薛艳锋 王三虎 高志娥 高永强
1(山西大学计算机与信息技术学院 山西 太原 030006)2(山西大学复杂系统研究所 山西 太原 030006)3(吕梁学院计算机科学与技术系 山西 吕梁 033000)
降维是通过线性或非线性的映射关系将高维数据转换到低维数据的过程,且该低维数据代表原始高维数据的主要成分,并能描述原始高维数据的空间分布结构。一般情况下,由于降维后的数据更易于被分类、识别、可视化、存储等,故降维在机器学习[1]以及数据可视化[2-3]领域受到越来越多的关注。

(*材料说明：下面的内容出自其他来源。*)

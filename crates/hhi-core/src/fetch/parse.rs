//! Parse raw response header lines into a status line and header fields.

use crate::headers::HeaderFields;

/// Status line and headers of the last response block seen on a hop.
#[derive(Debug, Clone, PartialEq, Eq)]
pub(crate) struct ResponseHead {
    pub status_code: u16,
    pub reason: String,
    pub headers: HeaderFields,
}

/// Parses header lines as delivered by libcurl (status line first).
///
/// libcurl hands over every block it reads, including interim `1xx`
/// responses; only the last block is kept. Chunked trailer fields arrive
/// through the same callback after the blank line that closes the block;
/// they are not part of the response header set and are skipped. Returns
/// `None` when no status line was received.
pub(crate) fn parse_response_head(lines: &[String]) -> Option<ResponseHead> {
    let mut head: Option<ResponseHead> = None;
    let mut block_closed = false;

    for line in lines {
        let line = line.trim_end_matches(['\r', '\n']);
        if line.is_empty() {
            if head.is_some() {
                block_closed = true;
            }
            continue;
        }
        if line.starts_with("HTTP/") {
            if let Some((status_code, reason)) = parse_status_line(line) {
                head = Some(ResponseHead {
                    status_code,
                    reason,
                    headers: HeaderFields::new(),
                });
                block_closed = false;
            }
            continue;
        }
        if block_closed {
            continue;
        }
        let Some(current) = head.as_mut() else {
            continue;
        };
        if let Some((name, value)) = line.split_once(':') {
            let name = name.trim();
            if name.is_empty() {
                continue;
            }
            current.headers.append(name, value.trim());
        }
    }

    head
}

/// `"HTTP/1.1 301 Moved Permanently"` → `(301, "Moved Permanently")`.
fn parse_status_line(line: &str) -> Option<(u16, String)> {
    let mut parts = line.splitn(3, ' ');
    let _version = parts.next()?;
    let code = parts.next()?.trim().parse::<u16>().ok()?;
    let reason = parts.next().unwrap_or("").trim().to_string();
    Some((code, reason))
}
pub mod header_server;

现有的降维算法主要分为线性降维和流形学习降维,其中:线性降维仅对于数据维数相对较低且具有全局线性结构的数据有着良好的降维效果,代表算法包括主成分分析[4-5]、线性判别分析[6-7]、多尺度分析[8]算法等;流形学习降维主要是把高维空间的内在结构或本质特征在低维空间尽量得以保留,代表算法包括局部线性嵌入[9]、核主成分分析[10]、ISOMAP[11]算法等。然而,在实际的科学研究中,需要一种统一的降维算法,使得线性降维效果与线性降维算法相当(本文选择的参照对象为主成分分析算法),同时流形学习降维效果尽可能合理(参照对象为局部线性嵌入)。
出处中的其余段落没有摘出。